August: Attica proceeded in the assignment of new offices and new responsibilities to its board members. On behalf of its subsidiaries Superfast Ferries and Blue Star Ferries, Attica Group donated the amount of €150,000 to the Special Relief Fund for the benefit of the victims of the recent fires in Greece.

September: Attica Group announces the purchase of two RoPax ships, built in 1998 and 1999.

Attica Group, pursuant to Law 3556/2007, Decision 1/434/03.07.2007 and Circular nr. 33 of the Hellenic Capital Market Commission, announced that Marfin Investment Group Holdings S.A., which is closely associated to the vice-chairman of the Board of Directors Andreas Vgenopoulos, bought shares of the company as follows:

a) on 20 February 2008 bought 19,295 shares with total net value of €106,292.29
b) on 21 February 2008 bought 10,518 shares with total net value of €57,938.79

2008

September: Zeebrugge–Rosyth route discontinued on 13 September. The service will be restarted in spring 2009 by Norfolkline.
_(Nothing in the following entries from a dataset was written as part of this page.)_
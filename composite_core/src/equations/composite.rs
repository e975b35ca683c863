//! # Composite Beam Provisions
//!
//! AISC 360-16 Chapter I (composite members) and Chapter G (shear) formulas,
//! plus the ACI 318 concrete modulus they rely on.
//!
//! ## Units
//!
//! US customary throughout: inches, kips, ksi. `f'c` is passed in ksi.
//!
//! ## References
//!
//! - AISC 360-16 Section I3.1a (effective width)
//! - AISC 360-16 Section I3.2d (horizontal shear transfer)
//! - AISC 360-16 Section I8.2a (steel headed stud anchors)
//! - AISC 360-16 Section I8.2b (steel channel anchors)
//! - AISC 360-16 Section G2.1 (web shear)
//! - ACI 318-14 Section 19.2.2.1 (Ec for normal-weight concrete)

use std::f64::consts::PI;

/// Coefficient of the normal-weight concrete modulus, `Ec = 57000√f'c` (psi)
pub const CONCRETE_MODULUS_COEFFICIENT: f64 = 57_000.0;

/// Deck coefficient for ribs perpendicular to the beam, one stud per rib
pub const PERPENDICULAR_DECK_COEFFICIENT: f64 = 0.85;

/// Deck coefficient for ribs parallel to the beam
pub const PARALLEL_DECK_COEFFICIENT: f64 = 0.6;

/// Effective slab width, `b_eff = min(L/4, s)` [AISC I3.1a]
///
/// Both arguments must already be in the same length unit.
///
/// # Example
/// ```rust
/// use composite_core::equations::composite::effective_width;
///
/// // 30 ft span, 10 ft spacing, in inches
/// assert_eq!(effective_width(360.0, 120.0), 90.0);
/// ```
#[inline]
pub fn effective_width(span: f64, spacing: f64) -> f64 {
    (span / 4.0).min(spacing)
}

/// Concrete modulus in ksi, `Ec = 57000·√(f'c·1000)/1000`
///
/// # Example
/// ```rust
/// use composite_core::equations::composite::concrete_modulus_ksi;
///
/// let ec = concrete_modulus_ksi(3.0);
/// assert!((ec - 3122.0).abs() < 0.1);
/// ```
#[inline]
pub fn concrete_modulus_ksi(fc_ksi: f64) -> f64 {
    CONCRETE_MODULUS_COEFFICIENT * (fc_ksi * 1000.0).sqrt() / 1000.0
}

/// Stud shank area, `Asc = π·d²/4`
#[inline]
pub fn stud_area(diameter: f64) -> f64 {
    PI * diameter * diameter / 4.0
}

/// Perpendicular-rib deck coefficient, `0.85/√Nr`
#[inline]
pub fn perpendicular_deck_coefficient(studs_per_rib: u32) -> f64 {
    PERPENDICULAR_DECK_COEFFICIENT / f64::from(studs_per_rib.max(1)).sqrt()
}

/// Formed-deck reduction factor, `min(1.0, k·(wr/hr)·(Hs/hr − 1))`
///
/// `k` is the orientation coefficient (see [`perpendicular_deck_coefficient`]
/// and [`PARALLEL_DECK_COEFFICIENT`]). Callers guarantee `hr > 0`.
#[inline]
pub fn deck_reduction_factor(coefficient: f64, rib_width: f64, rib_height: f64, stud_height: f64) -> f64 {
    let term = coefficient * (rib_width / rib_height) * (stud_height / rib_height - 1.0);
    term.min(1.0)
}

/// Concrete-crushing strength of one stud, `0.5·Asc·√(f'c·Ec)`
#[inline]
pub fn stud_concrete_strength(asc: f64, fc_ksi: f64, ec_ksi: f64) -> f64 {
    0.5 * asc * (fc_ksi * ec_ksi).sqrt()
}

/// Steel-rupture strength of one stud, `Asc·Fu`
#[inline]
pub fn stud_rupture_strength(asc: f64, fu_ksi: f64) -> f64 {
    asc * fu_ksi
}

/// Nominal stud strength, reduction applied to the concrete term before the
/// rupture limit: `Qn = min(R·0.5·Asc·√(f'c·Ec), Asc·Fu)` [AISC I8.2a]
#[inline]
pub fn stud_nominal_strength(concrete_strength: f64, rupture_strength: f64, reduction: f64) -> f64 {
    (reduction * concrete_strength).min(rupture_strength)
}

/// Nominal channel anchor strength, `Qn = 0.3·(tf + 0.5·tw)·La·√(f'c·Ec)` [AISC I8.2b]
#[inline]
pub fn channel_nominal_strength(flange_thickness: f64, web_thickness: f64, length: f64, fc_ksi: f64, ec_ksi: f64) -> f64 {
    0.3 * (flange_thickness + 0.5 * web_thickness) * length * (fc_ksi * ec_ksi).sqrt()
}

/// Connectors between the support and midspan, `floor((L/2)/s)`
///
/// Truncates, never rounds up. Lengths in the same unit.
///
/// # Example
/// ```rust
/// use composite_core::equations::composite::connectors_over_half_span;
///
/// assert_eq!(connectors_over_half_span(360.0, 12.0), 15);
/// assert_eq!(connectors_over_half_span(360.0, 13.0), 13); // 13.85 truncated
/// ```
#[inline]
pub fn connectors_over_half_span(span: f64, spacing: f64) -> u32 {
    let count = (span / 2.0 / spacing).floor();
    if count.is_finite() && count > 0.0 {
        count as u32
    } else {
        0
    }
}

/// Concrete limit on horizontal shear, `0.85·f'c·Ac` [AISC I3.2d]
#[inline]
pub fn horizontal_shear_concrete(fc_ksi: f64, concrete_area: f64) -> f64 {
    0.85 * fc_ksi * concrete_area
}

/// Steel limit on horizontal shear, `As·Fy` [AISC I3.2d]
#[inline]
pub fn horizontal_shear_steel(steel_area: f64, fy_ksi: f64) -> f64 {
    steel_area * fy_ksi
}

/// Percent composite action, `min(100, ΣQn/Vh·100)`, 0 when `Vh = 0`
///
/// # Example
/// ```rust
/// use composite_core::equations::composite::percent_composite;
///
/// assert_eq!(percent_composite(250.0, 500.0), 50.0);
/// assert_eq!(percent_composite(900.0, 500.0), 100.0);
/// assert_eq!(percent_composite(100.0, 0.0), 0.0);
/// ```
#[inline]
pub fn percent_composite(total_capacity: f64, required_shear: f64) -> f64 {
    if required_shear <= 0.0 {
        return 0.0;
    }
    (total_capacity / required_shear * 100.0).clamp(0.0, 100.0)
}

/// Partial-composite effective inertia, `I_eff = Is + √(pct/100)·(Itr − Is)`
#[inline]
pub fn effective_moment_of_inertia(steel_inertia: f64, transformed_inertia: f64, percent: f64) -> f64 {
    steel_inertia + (percent / 100.0).sqrt() * (transformed_inertia - steel_inertia)
}

/// Nominal web shear strength, `Vn = 0.6·Fy·Aw·Cv1` [AISC Eq. G2-1]
#[inline]
pub fn web_shear_nominal(fy_ksi: f64, web_area: f64, cv1: f64) -> f64 {
    0.6 * fy_ksi * web_area * cv1
}

/// Web slenderness limit for `Cv1 = 1.0` in rolled I-shapes, `2.24·√(E/Fy)` [AISC G2.1(a)]
#[inline]
pub fn compact_web_limit(es_ksi: f64, fy_ksi: f64) -> f64 {
    2.24 * (es_ksi / fy_ksi).sqrt()
}

#[cfg(test)]
mod tests {
    use super::*;

    #[test]
    fn test_effective_width_binding_term() {
        assert_eq!(effective_width(360.0, 120.0), 90.0);
        assert_eq!(effective_width(720.0, 120.0), 120.0);
        // Equality on the binding term
        assert_eq!(effective_width(480.0, 120.0), 120.0);
    }

    #[test]
    fn test_stud_strength_components() {
        let asc = stud_area(0.75);
        assert!((asc - 0.441786).abs() < 1e-6);

        let ec = concrete_modulus_ksi(3.0);
        let concrete = stud_concrete_strength(asc, 3.0, ec);
        let rupture = stud_rupture_strength(asc, 65.0);
        assert!((concrete - 21.3777).abs() < 1e-3);
        assert!((rupture - 28.7161).abs() < 1e-3);

        // Full reduction: concrete governs
        assert!((stud_nominal_strength(concrete, rupture, 1.0) - concrete).abs() < 1e-12);
        // Rupture caps a strong concrete term
        assert_eq!(stud_nominal_strength(40.0, rupture, 1.0), rupture);
        // Reduction applied before the rupture limit
        assert!((stud_nominal_strength(concrete, rupture, 0.8) - 0.8 * concrete).abs() < 1e-12);
    }

    #[test]
    fn test_deck_reduction_capped() {
        // wr/hr = 2, Hs/hr - 1 = 2/3: 0.85 * 2 * 0.667 = 1.133 -> 1.0
        let r = deck_reduction_factor(perpendicular_deck_coefficient(1), 6.0, 3.0, 5.0);
        assert_eq!(r, 1.0);
        // Parallel: 0.6 * 2 * 0.667 = 0.8
        let r = deck_reduction_factor(PARALLEL_DECK_COEFFICIENT, 6.0, 3.0, 5.0);
        assert!((r - 0.8).abs() < 1e-12);
    }

    #[test]
    fn test_two_studs_per_rib_coefficient() {
        let k = perpendicular_deck_coefficient(2);
        assert!((k - 0.85 / 2f64.sqrt()).abs() < 1e-12);
        // Zero studs per rib is treated as one
        assert_eq!(perpendicular_deck_coefficient(0), PERPENDICULAR_DECK_COEFFICIENT);
    }

    #[test]
    fn test_channel_strength() {
        let ec = concrete_modulus_ksi(3.0);
        let qn = channel_nominal_strength(0.296, 0.2, 4.0, 3.0, ec);
        assert!((qn - 45.989).abs() < 1e-3);
    }

    #[test]
    fn test_connector_count_monotonic() {
        let span = 360.0;
        let mut previous = 0;
        for spacing in [24.0, 18.0, 12.0, 9.0, 6.0, 4.0] {
            let n = connectors_over_half_span(span, spacing);
            assert!(n >= previous);
            previous = n;
        }
        // Spacing longer than the half span gives no connectors
        assert_eq!(connectors_over_half_span(360.0, 200.0), 0);
    }

    #[test]
    fn test_percent_composite_bounds() {
        for (q, vh) in [(0.0, 500.0), (320.0, 515.0), (1000.0, 515.0), (10.0, 0.0)] {
            let pct = percent_composite(q, vh);
            assert!((0.0..=100.0).contains(&pct));
        }
    }

    #[test]
    fn test_effective_inertia_endpoints() {
        assert_eq!(effective_moment_of_inertia(510.0, 1762.8, 0.0), 510.0);
        assert_eq!(effective_moment_of_inertia(510.0, 1762.8, 100.0), 1762.8);
        let half = effective_moment_of_inertia(510.0, 1510.0, 25.0);
        assert!((half - 1010.0).abs() < 1e-9);
    }

    #[test]
    fn test_web_shear() {
        // W18X35: 0.6 * 50 * 17.7 * 0.3 = 159.3
        assert!((web_shear_nominal(50.0, 17.7 * 0.3, 1.0) - 159.3).abs() < 1e-9);
        assert!((compact_web_limit(29000.0, 50.0) - 53.946).abs() < 1e-3);
    }
}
On 12 March 2009, Superfast XII began service on the newly established Piraeus–Heraklion route. In December, Brittany Ferries acquired Superfast V from the Attica Group for €81.50 million. Following its delivery in February 2010, the ship was renamed MV Cap Finistère.

In June 2016, Attica Group and BMCE Bank established Africa Morocco Link (AML), a joint venture that would operate scheduled ferry services from Morocco to Europe. Attica Group held a 49% minority stake in the new company, with the remainder held by a consortium of Moroccan investors led by BMCE Bank.
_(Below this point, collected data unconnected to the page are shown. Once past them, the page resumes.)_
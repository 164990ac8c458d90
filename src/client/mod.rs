/*!
    asynchronous leaf protocol client, in a tokio runtime

    The central resource is the [Client] which owns the [Channel] to the uart link. Any number of tasks can share a client (typically in an `Arc`), their exchanges are serialized on the link: a request is written then its response awaited while holding the channel.

    ```ignore
    let client = Client::open(&LinkConfig::default())?;
    let mut version = Register::new(registers::system::FW_VERSION);
    client.read(0, &mut version, Timeouts::default()).await?;
    ```

    Exchanges are done one at a time, tasks waiting for the channel are served in the order the runtime's mutex gives, no fairness is promised to callers.
*/

/// the uart link, its receive worker and frame reception, this is the tricky part of the code
mod channel;
/// request/response exchanges and convenient register access
mod accessing;

pub use channel::Channel;
pub use accessing::Client;

use std::{
    path::PathBuf,
    time::Duration,
    };


/// default serial port of the main board
pub const PORT: &str = "/dev/ttyACM0";
pub const BAUD_RATE: u32 = 115_200;
/// default bound on one read attempt of the receive worker
pub const READ_TIMEOUT: Duration = Duration::from_millis(100);
/// default period at which a waiting frame reception checks its timeout
pub const POLL_INTERVAL: Duration = Duration::from_secs(1);
/// default time a response is waited for after sending a request
pub const RESPONSE_TIMEOUT: Duration = Duration::from_secs(5);


/// settings of the uart link, framing is always 8 data bits, no parity, 1 stop bit
#[derive(Clone, Debug, PartialEq)]
pub struct LinkConfig {
    /// serial port file
    pub port: PathBuf,
    pub baud_rate: u32,
    /// bound on one read attempt of the receive worker, this is also the delay for the worker to stop on close
    pub read_timeout: Duration,
    /// period at which a frame reception checks its timeout while no byte arrives
    pub poll_interval: Duration,
}
impl Default for LinkConfig {
    fn default() -> Self {
        Self {
            port: PathBuf::from(PORT),
            baud_rate: BAUD_RATE,
            read_timeout: READ_TIMEOUT,
            poll_interval: POLL_INTERVAL,
        }
    }
}
impl LinkConfig {
    pub fn new(port: impl Into<PathBuf>) -> Self {
        Self {port: port.into(), .. Default::default()}
    }
}

/**
    time bounds of one exchange, `None` waits forever

    by default the channel is waited forever, and the response 5 seconds
*/
#[derive(Copy, Clone, Debug, PartialEq, Eq)]
pub struct Timeouts {
    /// wait for exclusive access to the channel
    pub acquire: Option<Duration>,
    /// wait for the response once the request is sent
    pub response: Option<Duration>,
}
impl Default for Timeouts {
    fn default() -> Self {
        Self {
            acquire: None,
            response: Some(RESPONSE_TIMEOUT),
        }
    }
}
impl Timeouts {
    pub fn with_acquire(mut self, timeout: Option<Duration>) -> Self {
        self.acquire = timeout;
        self
    }
    pub fn with_response(mut self, timeout: Option<Duration>) -> Self {
        self.response = timeout;
        self
    }
}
In May 2018, Attica Group secured a 50.3% controlling interest in Hellenic Seaways, increasing its stake in the company to 98.83% by June. The overall transaction amounted to €142.9 million.

In September 2022, Attica Group acquired ANEK Lines, expanding the company's network of routes while maintaining ANEK Lines as its fourth cruise line subsidiary.
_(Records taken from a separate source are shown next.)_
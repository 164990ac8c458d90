use serial2_tokio::{SerialPort, CharSize, StopBits, Parity, FlowControl, Settings};
use tokio::{
    io::{AsyncRead, AsyncWrite, AsyncReadExt, AsyncWriteExt, WriteHalf},
    sync::mpsc,
    task::JoinHandle,
    time::Instant,
    };
use log::*;
use std::{
    io,
    sync::{
        Arc,
        atomic::{AtomicBool, Ordering::*},
        },
    time::Duration,
    };

use crate::{
    error::Error,
    frame::{Frame, FrameBuffer, Assembler, RxState},
    pdu::Request,
    };
use super::LinkConfig;


/**
    exclusive owner of a uart link

    a worker task continuously moves received bytes to a queue while the channel is open, frames are assembled from this queue by [Self::read_frame].
    The worker is stopped and joined by [Self::close], or only stopped when the channel is dropped.
*/
pub struct Channel<T> {
    transmit: WriteHalf<T>,
    /// bytes received by the worker, not yet consumed
    received: mpsc::UnboundedReceiver<u8>,
    worker: JoinHandle<io::Result<()>>,
    running: Arc<AtomicBool>,
    poll_interval: Duration,
    /// reused for every request sent
    buffer: FrameBuffer,
    assembler: Assembler,
}

impl Channel<SerialPort> {
    /// open the serial port and start receiving, this must be called inside a tokio runtime
    pub fn open(config: &LinkConfig) -> Result<Self, Error> {
        debug!("opening {} at {} bauds", config.port.display(), config.baud_rate);
        let port = SerialPort::open(&config.port, |mut settings: Settings| {
                settings.set_raw();
                settings.set_baud_rate(config.baud_rate)?;
                settings.set_char_size(CharSize::Bits8);
                settings.set_stop_bits(StopBits::One);
                settings.set_parity(Parity::None);
                settings.set_flow_control(FlowControl::None);
                Ok(settings)
                })?;
        port.discard_buffers()?;
        Ok(Self::new(port, config))
    }
}

impl<T: AsyncRead + AsyncWrite + Send + 'static> Channel<T> {
    /// start receiving on an already configured transport, this must be called inside a tokio runtime
    pub fn new(transport: T, config: &LinkConfig) -> Self {
        let (receive, transmit) = tokio::io::split(transport);
        let (queue, received) = mpsc::unbounded_channel();
        let running = Arc::new(AtomicBool::new(true));
        let worker = tokio::spawn(ingest(receive, queue, running.clone(), config.read_timeout));
        Self {
            transmit,
            received,
            worker,
            running,
            poll_interval: config.poll_interval,
            buffer: FrameBuffer::new(),
            assembler: Assembler::new(),
        }
    }

    /// true until the worker stops, on close or when the link fails
    pub fn is_open(&self) -> bool {
        self.running.load(Acquire) && ! self.worker.is_finished()
    }

    /// send raw bytes
    pub async fn write(&mut self, data: &[u8]) -> Result<(), Error> {
        transmit(&mut self.transmit, data).await
    }
    /// serialize and send a request
    pub async fn write_request(&mut self, request: &Request) -> Result<(), Error> {
        let data = request.encode(&mut self.buffer)?;
        transmit(&mut self.transmit, data).await
    }

    /// drop all bytes received so far, returning their number
    pub fn discard(&mut self) -> usize {
        let mut count = 0;
        while self.received.try_recv().is_ok() {
            count += 1;
        }
        count
    }

    /**
        wait for the next valid frame

        `None` waits forever. When the timeout elapses before a complete frame this is a [Error::Timeout], whatever was received so far. A complete frame failing validation is a [Error::InvalidMessageReceived].
    */
    pub async fn read_frame(&mut self, timeout: Option<Duration>) -> Result<Frame, Error> {
        debug!("waiting frame, timeout {:?}", timeout);
        self.assembler.reset();
        let deadline = timeout.map(|timeout| Instant::now() + timeout);
        loop {
            let wait = match deadline {
                Some(deadline) => self.poll_interval.min(deadline.saturating_duration_since(Instant::now())),
                None => self.poll_interval,
            };
            let received = match tokio::time::timeout(wait, self.received.recv()).await {
                Ok(Some(byte)) => {
                    trace!("rx {:#04x}", byte);
                    if self.assembler.push(byte) == RxState::Done {
                        return self.assembler.validate();
                    }
                    true
                },
                Ok(None) => return Err(Error::Io(io::Error::new(
                    io::ErrorKind::BrokenPipe,
                    "receive worker stopped",
                    ))),
                Err(_) => false,
            };
            // bytes already queued are consumed before giving up
            if received && ! self.received.is_empty()
                {continue}
            if deadline.is_some_and(|deadline| Instant::now() >= deadline) {
                if ! self.assembler.is_idle() {
                    debug!("frame incomplete at timeout, reception was in state {:?}", self.assembler.state());
                }
                return Err(Error::Timeout("waiting for frame"));
            }
        }
    }

    /// stop the worker and wait for it to finish
    pub async fn close(mut self) -> Result<(), Error> {
        debug!("closing channel");
        self.running.store(false, Release);
        match (&mut self.worker).await {
            Ok(result) => result?,
            Err(error) => return Err(io::Error::other(error).into()),
        }
        debug!("channel closed");
        Ok(())
    }
}

impl<T> Drop for Channel<T> {
    fn drop(&mut self) {
        // the worker notices within one read timeout
        self.running.store(false, Release);
    }
}

async fn transmit<T: AsyncWrite>(bus: &mut WriteHalf<T>, data: &[u8]) -> Result<(), Error> {
    debug!("tx {:02x?}", data);
    bus.write_all(data).await?;
    bus.flush().await?;
    Ok(())
}

/// receive worker, moving every received byte to the queue while running
async fn ingest<R: AsyncRead + Unpin>(
    mut bus: R,
    queue: mpsc::UnboundedSender<u8>,
    running: Arc<AtomicBool>,
    period: Duration,
) -> io::Result<()> {
    let mut buffer = [0u8; 64];
    while running.load(Acquire) {
        let size = match tokio::time::timeout(period, bus.read(&mut buffer)).await {
            Err(_) => continue,
            Ok(Ok(0)) => {
                debug!("uart link closed by peer");
                break
            },
            Ok(Ok(size)) => size,
            // the link is expected to fail while closing
            Ok(Err(_)) if ! running.load(Acquire) => break,
            Ok(Err(error)) => {
                error!("uart reception failed: {}", error);
                return Err(error)
            },
        };
        for &byte in &buffer[.. size] {
            if queue.send(byte).is_err() {
                // channel dropped
                return Ok(())
            }
        }
    }
    Ok(())
}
In April 2024, Attica Group sold its 49% share in Africa Morocco Link to Stena Line.

==Fleet==
The Attica Group fleet includes 31 ships (plus 2 on charter and 1 laid up) operated by four subsidiaries.

===ANEK Lines===

- Asterion II
- Elyros
- Kissamos
- Prevelis (Laid up)
- El. Venizelos (On bareboat charter for Algerie Ferries)
- Kydon (On bareboat charter for Ferries del Caribe)

===Blue Star Ferries===

- Blue Star 1
- Blue Star 2
- Blue Star Delos
- Blue Star Chios
- Blue Star Myconos
- Blue Star Naxos
- Blue Star Paros
- Blue Star Patmos
- Blue Carrier 1
- Blue Carrier 2
- Diagoras

===Hellenic Seaways===

- Artemis
- Nissos Rodos
- Nissos Samos
- Hellenic Highspeed
- Highspeed 3
- AERO 1 Highspeed
- AERO 2 Highspeed
- AERO 3 Highspeed
- AERO 4 Highspeed
- AERO 5 Highspeed

===Superfast Ferries===

- Superfast I
- Superfast II
- Superfast III
- Superfast IV
- Superfast V
- Superfast XI
- Ariadne

==Controversies==
On 18 January 2023, Lighthouse Reports, in collaboration with SRF, ARD, Al Jazeera, Il Domani and Solomon, published a report claiming illegal pushbacks of asylum seekers from Italy to Greece using Superfast ferries. If those asylum seekers arrived at the ports of Venice, Ancona, Bari, and Brindisi, they were denied the opportunity to seek asylum and were pushed back using ferries operated by Attica Group, specifically Superfast Ferries. Immigrants were put into shower rooms and metal boxes with caged roofs, sometimes being handcuffed to metal shelves.

On 6 September 2023, a 36-year-old passenger on board the Blue Horizon, operated by Blue Star Ferries, died when crew members pushed him from the ship's hatch. The passenger was en route to his birthplace, Crete, but had experienced a delay in boarding the ferry. Despite his intentions to board, ferry workers denied him access and pushed him off the loading ramp, causing him to fall into the sea, where he drowned. The incident was captured on video by other Blue Horizon ferry passengers.

In response to the video evidence shared on social media, authorities took action. Four crew members of the Blue Horizon ferry, including the deck officer and the master, were arrested. A Greek prosecutor filed criminal charges just one day after the event, targeting the ferry captain and three of his crew members in connection with the 36-year-old man's death. One crew member faced charges of possible intentional homicide, while the other two were charged with complicity. The captain was charged with serious breaches of shipping regulations.